11話 攻撃魔法の模索
遅くなりすみません(>д<;)
公爵領の屋敷に帰ると、屋敷に残っていた使用人全べてが玄関で迎え出てくれた。
「畑に向かうわ。作業用のワンピースを用意してちょうだい」
ティエラはそう言って自室に向かった。ティエラの後にはティエラの専属侍女たちが続いた。
専属侍女は3人で、3人とも王都へ同行してもらっていた。そのなかにはルーシーもいる。他の2人もそうだが、いつも傍を離れようとしないルーシーも片道3日も馬車で揺られて疲れているはずだ。
「着替え終わったらあなた達は休んでいいわ。長旅で疲れたでしょう」
「お言葉に甘えて、カリナとテレサは休ませていただきます」
年長者であるルーシーが、他の2人に休憩を譲るような返事をした。
「ルーシーもよ。畑の世話はネロ爺とするのだし、それが終わったら私も休むのだから無理に付き合わなくていいわ」
「ありがとうございます。ですが、私は問題ありません。お嬢様のお傍に控えるのが私たち専属侍女の使命ですから。3人とも旅の疲れを残したままでは支障がでるかもしれませんので、交代で休ませていただければと思います」
と譲らなかった。
(まぁ、交代で休憩するならいっか)
ルーシーも直ぐに休ませてあげたいけど、この分じゃ説得は無理そうだ。主人であるティエラがいま直ぐ休むとなれば別だろうが、ティエラはじゃがいもの様子を見るまでは休む気にはなれなかった。
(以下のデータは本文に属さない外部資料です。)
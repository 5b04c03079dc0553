// SPDX-FileCopyrightText: 2026 Session Forge Contributors
// SPDX-License-Identifier: MIT OR Apache-2.0

//! The user profile singleton.

use std::collections::BTreeMap;
use std::path::PathBuf;

use chrono::{DateTime, Utc};
use forge_core::{ForgeError, format_timestamp};
use forge_storage::json_store;
use forge_storage::retention::{PROFILE_NOTES_CAP, enforce_cap};
use tracing::info;

use crate::types::{Profile, ProfileNote};

/// Changes applied by [`ProfileStore::update`]. Absent fields are left alone.
#[derive(Debug, Clone, Default)]
pub struct ProfileUpdate {
    pub name: Option<String>,
    pub preferences: Option<BTreeMap<String, String>>,
    pub add_project: Option<String>,
    pub add_note: Option<String>,
}

/// `profile.json`.
#[derive(Debug, Clone)]
pub struct ProfileStore {
    path: PathBuf,
}

impl ProfileStore {
    pub fn new(path: impl Into<PathBuf>) -> Self {
        Self { path: path.into() }
    }

    /// The stored profile, or a fresh one for `now`.
    pub fn get(&self, now: DateTime<Utc>) -> Profile {
        json_store::load(&self.path, Profile::default_at(now))
    }

    pub fn update(&self, update: ProfileUpdate, now: DateTime<Utc>) -> Result<Profile, ForgeError> {
        let mut profile = self.get(now);
        let stamp = format_timestamp(now);

        if let Some(name) = update.name.filter(|n| !n.is_empty()) {
            profile.name = Some(name);
        }
        if let Some(preferences) = update.preferences {
            profile.preferences.extend(preferences);
        }
        if let Some(project) = update.add_project.filter(|p| !p.is_empty())
            && !profile.projects.contains(&project)
        {
            profile.projects.push(project);
        }
        if let Some(content) = update.add_note.filter(|n| !n.is_empty()) {
            profile.notes.push(ProfileNote {
                content,
                timestamp: stamp.clone(),
            });
            enforce_cap(&mut profile.notes, PROFILE_NOTES_CAP);
        }

        profile.updated_at = stamp;
        json_store::save(&self.path, &profile)?;
        info!(
            projects = profile.projects.len(),
            notes = profile.notes.len(),
            "profile updated"
        );
        Ok(profile)
    }

    /// Overwrite the profile with the default for `now`.
    pub fn reset(&self, now: DateTime<Utc>) -> Result<Profile, ForgeError> {
        let profile = Profile::default_at(now);
        json_store::save(&self.path, &profile)?;
        info!("profile reset");
        Ok(profile)
    }
}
みっともなくない程度の速足でじゃがいも畑に向かうと、ちょうどネロ爺が畑に生えた雑草を鎌で刈り取っているところだった。
「ネロ爺、ただいま。私の代わりに世話をしてくれてありがとう」
「ほっほ、ええよ。これも庭師の仕事じゃしの。王都はどうじゃった、楽しんだかの?」
「王城も祝賀パーティも煌びやかでとても素敵だったわ。でも、王都観光はしなかったの。お父様のお仕事が立て込んでいらしたし、私は私で畑が気になって……直ぐに帰ってきちゃったわ」
「ほっほ。ほれ、もうたくさん芽吹いておるよ」
じゃがいも畑は検証のため、少し距離を置いて4つ作ってあった。
──1つ目は、何もしていない土の畑。
──2つ目は、何もしていない土に糞尿を撒いた畑。
──3つ目は、何もしていない土に骨粉と雑草の灰、発酵させた尿を撒いた畑。
──4つ目は、土に堆肥を混ぜ合わせた培養土の畑。
肥料の違いからか、4つの畑は芽の出方に差が出ていた。
種芋を植えてから15日。前世の感覚では芽が出ている頃だが、2つ目の今世の農民がやっている方法の畑にはまだ芽が出ていなかった。1つ目の自然に近い畑のほうが、疎らではあるが芽が出ている。
「やっぱり、発酵しきっていない糞尿を使うと毒素が出て成長を妨げてるようね」
そして、前世の農業に近い3つ目と4つ目の畑ではたくさんの芽が出ていて、葉の数も多い。特に4つ目の畑は成長中の芽、という感じで大きかった。
栄養を与えすぎても腐ってしまうので、肥料の追加──追肥は二週間後、芽の丈が10センチほどに育った頃に行い、その時に間引きも行う。1つ目と2つ目の畑は成長が予測できないので、臨機応変になりそうだ。
あとは、畑に生えた雑草取りと害虫駆除が畑仕事となる。水やりはほとんどいらない。じゃがいもは水分に弱いので、植え付けの時と雨が降らない日が続いて土が乾燥した時くらいだ。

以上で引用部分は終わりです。